> What is expected: Of the lines below, report only those that contain "thread".

—————

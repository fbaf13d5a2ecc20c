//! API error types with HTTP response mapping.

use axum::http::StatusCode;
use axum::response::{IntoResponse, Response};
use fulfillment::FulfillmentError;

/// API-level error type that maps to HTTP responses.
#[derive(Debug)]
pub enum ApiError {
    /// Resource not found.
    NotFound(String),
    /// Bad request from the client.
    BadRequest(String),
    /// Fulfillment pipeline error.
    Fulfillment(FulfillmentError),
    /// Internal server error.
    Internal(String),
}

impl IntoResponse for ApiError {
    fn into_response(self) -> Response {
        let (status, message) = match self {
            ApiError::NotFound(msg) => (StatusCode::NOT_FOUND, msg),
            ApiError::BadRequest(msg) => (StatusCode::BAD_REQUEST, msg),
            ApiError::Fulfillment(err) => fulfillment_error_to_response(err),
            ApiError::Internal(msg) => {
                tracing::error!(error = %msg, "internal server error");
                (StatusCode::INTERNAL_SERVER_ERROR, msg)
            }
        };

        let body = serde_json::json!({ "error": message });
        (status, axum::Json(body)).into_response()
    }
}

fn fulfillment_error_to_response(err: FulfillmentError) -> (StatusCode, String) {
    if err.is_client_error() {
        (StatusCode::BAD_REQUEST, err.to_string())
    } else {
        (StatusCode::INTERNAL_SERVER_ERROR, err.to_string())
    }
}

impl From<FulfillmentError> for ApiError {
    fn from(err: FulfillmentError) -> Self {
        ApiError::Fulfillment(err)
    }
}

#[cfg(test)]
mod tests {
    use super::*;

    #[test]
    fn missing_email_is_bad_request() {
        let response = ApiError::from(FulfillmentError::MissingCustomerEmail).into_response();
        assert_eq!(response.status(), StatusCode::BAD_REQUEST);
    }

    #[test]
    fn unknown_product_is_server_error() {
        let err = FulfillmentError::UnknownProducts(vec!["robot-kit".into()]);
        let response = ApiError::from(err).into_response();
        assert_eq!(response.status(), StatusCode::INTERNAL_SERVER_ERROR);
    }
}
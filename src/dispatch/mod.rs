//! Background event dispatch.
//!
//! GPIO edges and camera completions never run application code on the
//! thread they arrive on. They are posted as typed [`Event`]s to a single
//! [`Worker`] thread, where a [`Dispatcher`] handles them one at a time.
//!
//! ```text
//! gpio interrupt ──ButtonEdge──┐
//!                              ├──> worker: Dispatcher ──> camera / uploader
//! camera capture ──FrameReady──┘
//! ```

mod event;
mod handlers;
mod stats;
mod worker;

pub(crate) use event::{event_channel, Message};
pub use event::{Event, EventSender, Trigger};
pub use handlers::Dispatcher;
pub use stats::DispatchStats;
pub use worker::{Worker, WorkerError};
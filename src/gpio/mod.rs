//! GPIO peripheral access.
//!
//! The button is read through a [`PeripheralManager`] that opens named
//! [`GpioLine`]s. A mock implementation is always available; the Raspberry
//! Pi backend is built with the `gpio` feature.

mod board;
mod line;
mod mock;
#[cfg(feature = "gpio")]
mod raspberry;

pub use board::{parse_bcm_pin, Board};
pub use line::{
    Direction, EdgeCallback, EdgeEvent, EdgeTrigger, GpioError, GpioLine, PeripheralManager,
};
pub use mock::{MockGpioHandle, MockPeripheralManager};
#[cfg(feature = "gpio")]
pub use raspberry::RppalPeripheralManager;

—————

> Answer below:
//! thread they arrive on. They are posted as typed [`Event`]s to a single
//! [`Worker`] thread, where a [`Dispatcher`] handles them one at a time.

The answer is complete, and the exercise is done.